Mar 23, 2011 Kyle Duncan

Social media has changed the game for businesses all over the United States. The fact that more and more people have made sites like LinkedIn, Twitter and Facebook a part of their lives means that people in all sorts of different businesses have been able to get a better idea of their customer bases. In recent months, one specific business sector has been taking advantage of the medium for another purpose - debt collection.

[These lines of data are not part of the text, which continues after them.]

//! Image ingress: raw upload bytes and base64 camera frames to rasters.

use crate::error::VerifyError;
use base64::{engine::general_purpose::STANDARD, Engine};
use image::DynamicImage;

/// Strip an optional data-URL header (`data:image/jpeg;base64,`).
///
/// When the value contains a comma only the segment after the first comma is
/// kept, up to any further comma.
pub fn strip_data_url(data: &str) -> &str {
    if data.contains(',') {
        data.split(',').nth(1).unwrap_or_default()
    } else {
        data
    }
}

/// Decode the base64 payload of a camera frame into bytes.
///
/// Line breaks and other ASCII whitespace are ignored, so MIME-wrapped
/// encoders (76 columns) are accepted. Padding stays strict.
pub fn decode_base64_frame(data: &str) -> Result<Vec<u8>, VerifyError> {
    if data.is_empty() {
        return Err(VerifyError::MissingImageData);
    }

    let payload: String = strip_data_url(data)
        .chars()
        .filter(|c| !c.is_ascii_whitespace())
        .collect();

    STANDARD
        .decode(payload)
        .map_err(|e| VerifyError::Base64DecodeFailure(e.to_string()))
}

/// Decode encoded image bytes (JPEG, PNG, ...) into a colour raster.
pub fn decode_image(bytes: &[u8]) -> Result<DynamicImage, VerifyError> {
    image::load_from_memory(bytes).map_err(|e| {
        tracing::debug!(error = %e, len = bytes.len(), "image decode failed");
        VerifyError::ImageDecodeFailure
    })
}

/// Full path for a `/process_frame` payload.
pub fn decode_frame(data: &str) -> Result<DynamicImage, VerifyError> {
    let bytes = decode_base64_frame(data)?;
    decode_image(&bytes)
}
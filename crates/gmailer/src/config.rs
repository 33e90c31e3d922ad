//! Env-var configuration, one variable prefix per job.
//!
//! Each configured job reads `{JOB_NAME}_*` variables. Missing or malformed
//! values are configuration defects and surface as faults at startup, before
//! any job runs.

use anyhow::{Context, Result};
use chrono::{NaiveTime, Weekday};
use chrono_tz::Tz;
use lettre::message::Mailbox;
use shared_types::{RunAfter, RunDays, Schedule};

use crate::gmail::message::parse_address_list;
use crate::gmail::GmailSecrets;

pub fn require_env(name: &str) -> Result<String> {
    std::env::var(name).with_context(|| format!("{name} environment variable must be set"))
}

fn optional_env(name: &str) -> Option<String> {
    std::env::var(name).ok().filter(|value| !value.is_empty())
}

/// Credentials a job needs: Gmail OAuth material plus the Dropbox token.
#[derive(Debug, Clone)]
pub struct JobSecrets {
    pub gmail: GmailSecrets,
    pub dropbox_access_token: String,
}

impl JobSecrets {
    pub fn from_env(prefix: &str) -> Result<Self> {
        Ok(Self {
            gmail: GmailSecrets {
                client_id: require_env(&format!("{prefix}_GMAIL_CLIENT_ID"))?,
                client_secret: require_env(&format!("{prefix}_GMAIL_CLIENT_SECRET"))?,
                refresh_token: require_env(&format!("{prefix}_GMAIL_REFRESH_TOKEN"))?,
            },
            dropbox_access_token: require_env(&format!("{prefix}_DROPBOX_ACCESS_TOKEN"))?,
        })
    }
}

/// Settings of the forwarder job.
#[derive(Debug, Clone)]
pub struct ForwarderConfig {
    pub job_name: String,
    pub gmail_query: String,
    pub schedule: Schedule,
    pub from: Mailbox,
    pub to: Mailbox,
    pub bcc: Vec<Mailbox>,
}

impl ForwarderConfig {
    pub fn from_env(job_name: &str) -> Result<Self> {
        let get = |suffix: &str| require_env(&format!("{job_name}_{suffix}"));

        Ok(Self {
            job_name: job_name.to_string(),
            gmail_query: get("GMAIL_QUERY")?,
            schedule: schedule_from_env(job_name)?,
            from: mailbox(get("FROM_ADDRESS")?, get("FROM_FULLNAME")?)?,
            to: mailbox(get("TO_ADDRESS")?, get("TO_FULLNAME")?)?,
            bcc: parse_address_list(&get("BCC_ADDRESS")?)?,
        })
    }
}

/// Settings of the cleaning-rota job.
#[derive(Debug, Clone)]
pub struct RotaConfig {
    pub job_name: String,
    pub schedule: Schedule,
    pub from: Mailbox,
    pub bcc: Vec<Mailbox>,
    pub subject_a: String,
    pub body_a: String,
    pub subject_b: String,
    pub body_b: String,
    pub footer: String,
}

impl RotaConfig {
    pub fn from_env(job_name: &str) -> Result<Self> {
        let get = |suffix: &str| require_env(&format!("{job_name}_{suffix}"));

        Ok(Self {
            job_name: job_name.to_string(),
            schedule: schedule_from_env(job_name)?,
            from: mailbox(get("FROM_ADDRESS")?, get("FROM_FULLNAME")?)?,
            bcc: parse_address_list(&get("BCC_ADDRESS")?)?,
            subject_a: get("SUBJECT_A")?,
            body_a: get("BODY_A")?,
            subject_b: get("SUBJECT_B")?,
            body_b: get("BODY_B")?,
            footer: optional_env(&format!("{job_name}_FOOTER")).unwrap_or_default(),
        })
    }
}

fn schedule_from_env(prefix: &str) -> Result<Schedule> {
    let run_days = parse_run_days(&require_env(&format!("{prefix}_RUN_ON_DAYS"))?)?;

    let run_after = match optional_env(&format!("{prefix}_RUN_AFTER_TIME")) {
        Some(value) => {
            let time = NaiveTime::parse_from_str(&value, "%H:%M")
                .with_context(|| format!("'{value}' is not a HH:MM time of day"))?;
            let zone = match optional_env(&format!("{prefix}_RUN_AFTER_TZDB")) {
                Some(name) => name
                    .parse::<Tz>()
                    .map_err(|e| anyhow::anyhow!("'{name}' is not an IANA timezone: {e}"))?,
                None => chrono_tz::UTC,
            };
            Some(RunAfter { time, zone })
        }
        None => None,
    };

    Ok(Schedule {
        run_days,
        run_after,
    })
}

/// Parse run days as either day-of-month numbers (`1,2,31`) or weekday names
/// (`Monday,Wednesday`).
pub fn parse_run_days(value: &str) -> Result<RunDays> {
    let tokens: Vec<&str> = value
        .split(',')
        .map(str::trim)
        .filter(|token| !token.is_empty())
        .collect();
    anyhow::ensure!(!tokens.is_empty(), "no run days configured in '{value}'");

    if tokens
        .iter()
        .all(|token| token.chars().all(|c| c.is_ascii_digit()))
    {
        let mut days = Vec::new();
        for token in &tokens {
            let day: u32 = token
                .parse()
                .with_context(|| format!("'{token}' is not a day of month"))?;
            anyhow::ensure!((1..=31).contains(&day), "day of month {day} is out of range");
            days.push(day);
        }
        Ok(RunDays::DaysOfMonth(days))
    } else {
        let mut days = Vec::new();
        for token in &tokens {
            let day = token
                .parse::<Weekday>()
                .map_err(|_| anyhow::anyhow!("'{token}' is not a weekday name"))?;
            days.push(day);
        }
        Ok(RunDays::DaysOfWeek(days))
    }
}

fn mailbox(address: String, name: String) -> Result<Mailbox> {
    let parsed = address
        .parse::<lettre::Address>()
        .with_context(|| format!("'{address}' is not a valid email address"))?;
    Ok(Mailbox::new(Some(name), parsed))
}
//! The schedule gate: a pure predicate deciding whether an invocation is due
//! at all, before any state is read.
//!
//! "Not due" is an expected outcome on most invocations (the jobs are fired
//! by cron far more often than they act), so the errors here are descriptive
//! messages, not faults.

use chrono::{DateTime, Datelike, NaiveTime, Utc, Weekday};
use chrono_tz::Tz;
use thiserror::Error;

/// The days an invocation is allowed to act on, either by day of month or by
/// weekday, depending on the job variant.
#[derive(Debug, Clone, PartialEq, Eq)]
pub enum RunDays {
    DaysOfMonth(Vec<u32>),
    DaysOfWeek(Vec<Weekday>),
}

/// Earliest time of day to act, evaluated in the configured zone.
#[derive(Debug, Clone, Copy, PartialEq, Eq)]
pub struct RunAfter {
    pub time: NaiveTime,
    pub zone: Tz,
}

#[derive(Debug, Clone, PartialEq, Eq)]
pub struct Schedule {
    pub run_days: RunDays,
    pub run_after: Option<RunAfter>,
}

#[derive(Debug, Clone, PartialEq, Eq, Error)]
pub enum NotDue {
    #[error("No need to run - day of month is {day}, only running on day {} of each month", join_days(.days))]
    WrongDayOfMonth { day: u32, days: Vec<u32> },
    #[error("No need to run - today is {}, only running on {}", day_name(.day), join_weekdays(.days))]
    WrongDayOfWeek { day: Weekday, days: Vec<Weekday> },
    #[error("No need to run - time is {} in {zone}, only running after {} in {zone}", .time.format("%H:%M"), .run_after.format("%H:%M"))]
    TooEarly {
        time: NaiveTime,
        run_after: NaiveTime,
        zone: Tz,
    },
}

impl Schedule {
    /// Whether this invocation should proceed. The day check short-circuits
    /// before the time check. A `now` exactly equal to the run-after time is
    /// due; one minute earlier is not.
    pub fn should_run(&self, now: DateTime<Utc>) -> Result<(), NotDue> {
        let zone = self.run_after.map(|after| after.zone).unwrap_or(chrono_tz::UTC);
        let local = now.with_timezone(&zone);

        match &self.run_days {
            RunDays::DaysOfMonth(days) => {
                if !days.contains(&local.day()) {
                    return Err(NotDue::WrongDayOfMonth {
                        day: local.day(),
                        days: days.clone(),
                    });
                }
            }
            RunDays::DaysOfWeek(days) => {
                if !days.contains(&local.weekday()) {
                    return Err(NotDue::WrongDayOfWeek {
                        day: local.weekday(),
                        days: days.clone(),
                    });
                }
            }
        }

        if let Some(after) = self.run_after {
            if local.time() < after.time {
                return Err(NotDue::TooEarly {
                    time: local.time(),
                    run_after: after.time,
                    zone: after.zone,
                });
            }
        }

        Ok(())
    }
}

fn join_days(days: &[u32]) -> String {
    days.iter()
        .map(|d| d.to_string())
        .collect::<Vec<_>>()
        .join(", ")
}

fn day_name(day: &Weekday) -> &'static str {
    match day {
        Weekday::Mon => "Monday",
        Weekday::Tue => "Tuesday",
        Weekday::Wed => "Wednesday",
        Weekday::Thu => "Thursday",
        Weekday::Fri => "Friday",
        Weekday::Sat => "Saturday",
        Weekday::Sun => "Sunday",
    }
}

fn join_weekdays(days: &[Weekday]) -> String {
    days.iter().map(day_name).collect::<Vec<_>>().join(", ")
}
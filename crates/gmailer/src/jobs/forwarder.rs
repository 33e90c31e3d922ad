//! The forwarder job: once per calendar month, take the latest email
//! matching a configured Gmail query and re-send it under new sender,
//! recipient, and bcc headers.

use std::sync::Arc;

use async_trait::async_trait;
use chrono::{DateTime, Utc};
use shared_types::{decide, Candidate, ForwarderState, Period, PriorAction};

use super::{ready_or_report, Job};
use crate::config::ForwarderConfig;
use crate::datastore::{Datastore, DropboxClient};
use crate::error::JobError;
use crate::gmail::message::{after_boundary, replace_bcc, replace_recipient, replace_sender};
use crate::gmail::GmailClient;

/// Location of this job's state in the remote store.
const STATE_FILE: &str = "/gmailer_state.json";

pub struct GmailForwarder {
    gmail: Arc<dyn GmailClient>,
    datastore: Datastore<ForwarderState>,
    config: ForwarderConfig,
}

impl GmailForwarder {
    pub fn new(
        gmail: Arc<dyn GmailClient>,
        dropbox: Arc<dyn DropboxClient>,
        config: ForwarderConfig,
    ) -> Self {
        Self {
            gmail,
            datastore: Datastore::new(dropbox, STATE_FILE),
            config,
        }
    }

    async fn try_run(&self, now: DateTime<Utc>) -> Result<String, JobError> {
        self.config.schedule.should_run(now)?;
        let state = self.datastore.current_state().await?;
        let candidate = self.candidate().await;

        let prior = PriorAction {
            at: state.last_email_sent,
            fingerprint: &state.email_contents,
        };
        let decision = decide(now, &prior, candidate, Period::CalendarMonth, after_boundary);
        let original = ready_or_report(decision, now, Period::CalendarMonth)?;

        self.send_and_store(now, &original).await
    }

    async fn candidate(&self) -> Candidate {
        let query = &self.config.gmail_query;
        let Some(message) = self.gmail.find_latest(query).await else {
            return Candidate::Missing {
                query: query.clone(),
            };
        };
        match self.gmail.fetch_raw(&message).await {
            Some(bytes) => Candidate::Ready(String::from_utf8_lossy(&bytes).into_owned()),
            None => Candidate::Unreadable,
        }
    }

    async fn send_and_store(&self, now: DateTime<Utc>, original: &str) -> Result<String, JobError> {
        let rewritten = replace_bcc(
            &replace_recipient(
                &replace_sender(original, &self.config.from),
                &self.config.to,
            ),
            &self.config.bcc,
        );

        let sent = self
            .gmail
            .send(rewritten.as_bytes())
            .await
            .map_err(|_| JobError::CouldNotSend)?;

        // The new fingerprint comes from the content the API actually sent,
        // not from what was submitted; without it there is nothing
        // trustworthy to persist.
        let contents = sent
            .raw
            .map(|bytes| String::from_utf8_lossy(&bytes).into_owned())
            .ok_or(JobError::UndecodableSentMessage)?;

        let new_state = ForwarderState {
            last_email_sent: now,
            email_contents: contents,
        };
        self.datastore.store(&new_state, "New email has been sent").await
    }
}

#[async_trait]
impl Job for GmailForwarder {
    fn name(&self) -> &str {
        &self.config.job_name
    }

    async fn run(&self, now: DateTime<Utc>) -> String {
        tracing::info!("Running forwarder job {}", self.config.job_name);
        match self.try_run(now).await {
            Ok(outcome) => outcome,
            Err(error) => error.to_string(),
        }
    }
}
//! The job pipeline: schedule gate, state read, candidate, decision, send,
//! state write. Each variant parameterizes the shared engine with its own
//! period granularity, candidate source, normalization, and state update.

pub mod cleaning_rota;
pub mod forwarder;

use async_trait::async_trait;
use chrono::{DateTime, Utc};
use shared_types::{Decision, Period};

use crate::error::JobError;

/// One configured scheduled mailer. Every invocation makes exactly one send
/// decision and reports a single human-readable outcome, never a fault.
#[async_trait]
pub trait Job: Send + Sync {
    fn name(&self) -> &str;
    async fn run(&self, now: DateTime<Utc>) -> String;
}

/// Turn a decision into the candidate content, or the suppression outcome
/// the run reports instead.
pub(crate) fn ready_or_report(
    decision: Decision,
    now: DateTime<Utc>,
    period: Period,
) -> Result<String, JobError> {
    match decision {
        Decision::ReadyToSend(content) => Ok(content),
        Decision::InvalidFutureState => Err(JobError::InvalidStateInFuture),
        Decision::NoCandidateFound { query } => Err(JobError::NoMatchingResults(query)),
        Decision::CandidateUnavailable => Err(JobError::NoRawContent),
        Decision::ExactDuplicate => Err(JobError::EmailAlreadySent),
        Decision::AlreadyDoneThisPeriod => Err(match period {
            Period::CalendarMonth => JobError::AlreadySentThisMonth(now),
            Period::CalendarDay => JobError::AlreadySentToday,
        }),
        Decision::UnknownState => Err(JobError::Unknown),
    }
}

#[cfg(test)]
pub(crate) mod stubs {
    //! In-memory collaborators for the job tests, mirroring the live
    //! clients' observable behavior.

    use std::collections::HashMap;
    use std::sync::Mutex;

    use async_trait::async_trait;

    use crate::datastore::{DropboxClient, ReadError, WriteError};
    use crate::gmail::{GmailClient, MessageRef, SendFailed, SentMessage};

    pub struct StubDropboxClient {
        files: Mutex<HashMap<String, String>>,
        fail_writes: bool,
    }

    impl StubDropboxClient {
        pub fn new(files: impl IntoIterator<Item = (&'static str, String)>) -> Self {
            Self {
                files: Mutex::new(
                    files
                        .into_iter()
                        .map(|(name, contents)| (name.to_string(), contents))
                        .collect(),
                ),
                fail_writes: false,
            }
        }

        pub fn failing_writes(files: impl IntoIterator<Item = (&'static str, String)>) -> Self {
            Self {
                fail_writes: true,
                ..Self::new(files)
            }
        }

        pub fn file(&self, name: &str) -> Option<String> {
            self.files.lock().unwrap().get(name).cloned()
        }
    }

    #[async_trait]
    impl DropboxClient for StubDropboxClient {
        async fn read_file(&self, filename: &str) -> Result<String, ReadError> {
            self.files
                .lock()
                .unwrap()
                .get(filename)
                .cloned()
                .ok_or_else(|| ReadError::NotFound {
                    filename: filename.to_string(),
                })
        }

        async fn write_file(&self, filename: &str, contents: &str) -> Result<(), WriteError> {
            if self.fail_writes {
                return Err(WriteError);
            }
            self.files
                .lock()
                .unwrap()
                .insert(filename.to_string(), contents.to_string());
            Ok(())
        }
    }

    pub struct StubGmailClient {
        latest: Option<MessageRef>,
        raw: Option<Vec<u8>>,
        fail_send: bool,
        echo_sent_raw: bool,
        pub sent: Mutex<Vec<Vec<u8>>>,
    }

    impl StubGmailClient {
        pub fn with_latest(raw: &str) -> Self {
            Self {
                latest: Some(MessageRef {
                    id: "msg-1".to_string(),
                }),
                raw: Some(raw.as_bytes().to_vec()),
                fail_send: false,
                echo_sent_raw: true,
                sent: Mutex::new(Vec::new()),
            }
        }

        pub fn empty() -> Self {
            Self {
                latest: None,
                raw: None,
                fail_send: false,
                echo_sent_raw: true,
                sent: Mutex::new(Vec::new()),
            }
        }

        pub fn unreadable() -> Self {
            Self {
                raw: None,
                ..Self::with_latest("")
            }
        }

        pub fn failing_send(raw: &str) -> Self {
            Self {
                fail_send: true,
                ..Self::with_latest(raw)
            }
        }

        /// A send that succeeds but whose response carries no raw content.
        pub fn sending_without_echo(raw: &str) -> Self {
            Self {
                echo_sent_raw: false,
                ..Self::with_latest(raw)
            }
        }

        pub fn sent_messages(&self) -> Vec<String> {
            self.sent
                .lock()
                .unwrap()
                .iter()
                .map(|bytes| String::from_utf8_lossy(bytes).into_owned())
                .collect()
        }
    }

    #[async_trait]
    impl GmailClient for StubGmailClient {
        async fn find_latest(&self, _query: &str) -> Option<MessageRef> {
            self.latest.clone()
        }

        async fn fetch_raw(&self, _message: &MessageRef) -> Option<Vec<u8>> {
            self.raw.clone()
        }

        async fn send(&self, raw: &[u8]) -> Result<SentMessage, SendFailed> {
            if self.fail_send {
                return Err(SendFailed);
            }
            self.sent.lock().unwrap().push(raw.to_vec());
            Ok(SentMessage {
                raw: self.echo_sent_raw.then(|| raw.to_vec()),
            })
        }
    }
}
//! Raw RFC 822 message handling.
//!
//! The forwarder re-sends a fetched message under new headers, so these
//! helpers rewrite headers directly on the raw text rather than re-parsing
//! the whole MIME structure. New messages (rota announcements) are built
//! with lettre's builder.

use lettre::message::Mailbox;
use lettre::Message;

use crate::error::JobError;

/// The divider mail clients insert between a forwarded-header block and the
/// original content. Everything before it is volatile (dates, message ids)
/// and ignored by the forwarder's duplicate comparison.
pub const HEADER_CONTENT_BOUNDARY: &str = "________________________________";

/// Content after [`HEADER_CONTENT_BOUNDARY`]; the whole content when the
/// divider is absent.
pub fn after_boundary(content: &str) -> String {
    match content.split_once(HEADER_CONTENT_BOUNDARY) {
        Some((_, rest)) => rest.to_string(),
        None => content.to_string(),
    }
}

pub fn replace_sender(raw: &str, from: &Mailbox) -> String {
    replace_header(raw, "From", &from.to_string())
}

pub fn replace_recipient(raw: &str, to: &Mailbox) -> String {
    replace_header(raw, "To", &to.to_string())
}

pub fn replace_bcc(raw: &str, bcc: &[Mailbox]) -> String {
    let value = bcc
        .iter()
        .map(|mailbox| mailbox.to_string())
        .collect::<Vec<_>>()
        .join(", ");
    replace_header(raw, "Bcc", &value)
}

/// Replace every occurrence of a header (folded continuation lines included)
/// with a single `Name: value` line, appending it if the header was absent.
pub fn replace_header(raw: &str, name: &str, value: &str) -> String {
    let (headers, body, sep) = split_message(raw);

    let mut kept: Vec<&str> = Vec::new();
    let mut skipping = false;
    for line in headers.split(sep) {
        if line.starts_with(' ') || line.starts_with('\t') {
            // Folded continuation of the previous header line.
            if !skipping {
                kept.push(line);
            }
            continue;
        }
        skipping = header_name_matches(line, name);
        if !skipping {
            kept.push(line);
        }
    }

    let mut rebuilt: Vec<String> = kept.iter().map(|line| line.to_string()).collect();
    rebuilt.push(format!("{name}: {value}"));
    let head = rebuilt.join(sep);

    match body {
        Some(body) => format!("{head}{sep}{sep}{body}"),
        None => head,
    }
}

fn header_name_matches(line: &str, name: &str) -> bool {
    line.len() > name.len()
        && line.as_bytes()[name.len()] == b':'
        && line[..name.len()].eq_ignore_ascii_case(name)
}

fn split_message(raw: &str) -> (&str, Option<&str>, &'static str) {
    if let Some(index) = raw.find("\r\n\r\n") {
        (&raw[..index], Some(&raw[index + 4..]), "\r\n")
    } else if let Some(index) = raw.find("\n\n") {
        (&raw[..index], Some(&raw[index + 2..]), "\n")
    } else {
        (raw, None, "\r\n")
    }
}

/// A freshly constructed outgoing email.
#[derive(Debug, Clone)]
pub struct OutgoingEmail {
    pub from: Mailbox,
    pub to: Vec<Mailbox>,
    pub bcc: Vec<Mailbox>,
    pub subject: String,
    pub body: String,
}

impl OutgoingEmail {
    /// Raw RFC 822 bytes for the send boundary.
    pub fn to_raw(&self) -> Result<Vec<u8>, lettre::error::Error> {
        let mut builder = Message::builder()
            .from(self.from.clone())
            .subject(self.subject.clone());
        for to in &self.to {
            builder = builder.to(to.clone());
        }
        for bcc in &self.bcc {
            builder = builder.bcc(bcc.clone());
        }
        Ok(builder.body(self.body.clone())?.formatted())
    }
}

/// Parse a comma-separated list of `addr` or `Name <addr>` values.
pub fn parse_address_list(value: &str) -> Result<Vec<Mailbox>, JobError> {
    value
        .split(',')
        .map(str::trim)
        .filter(|part| !part.is_empty())
        .map(|part| part.parse::<Mailbox>())
        .collect::<Result<Vec<_>, _>>()
        .map_err(|_| JobError::NotAListOfEmailAddresses(value.to_string()))
}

 More and more debt collectors are turning to the medium in order to track down people who owe money to creditors. But a recent ruling by a Florida judge may change the plans for many who have used these types of tactics. A recent ruling by a St. Petersburg judge ordered Mark One Financial to cease trying to track down a debtor, Melanie Beachman, through Facebook. Beachman took Mark One to court after the company tried to contact her and family members through the popular website while pursuing the $362 she owed for a car loan. In a recent interview with Fox Business, personal finance expert Gerri Detweiller said that those that were in debt must be careful about what information they make public when they share details with the online community. "They have to follow the law — it's not necessarily that they can’t use Facebook to find more information about a debtor," she said. "For consumers, if you owe debt, be well aware that anything you post online is fair game for a collector." Detweiller went onto say that debt collectors must give disclosure about who they are when contacting the person they are pursuing, something she refers to as a "mini-Miranda." They must also provide a written notice of the debt, with information regarding to whom the debt is owed and how to contact them. "They have to say who they are and that they are attempting to collect debt," she told the news source. Many people in the country have taken debt collection agencies to court to settle disputes. A judge in New York recently ruled that Jonathan Hess had the right to sue a law firm for violating the Fair Debt Collection Practices Act, the Syracuse Post-Standard reports. Hess took Cohen & Slamowitz to court after the firm sued him in the incorrect jurisdiction.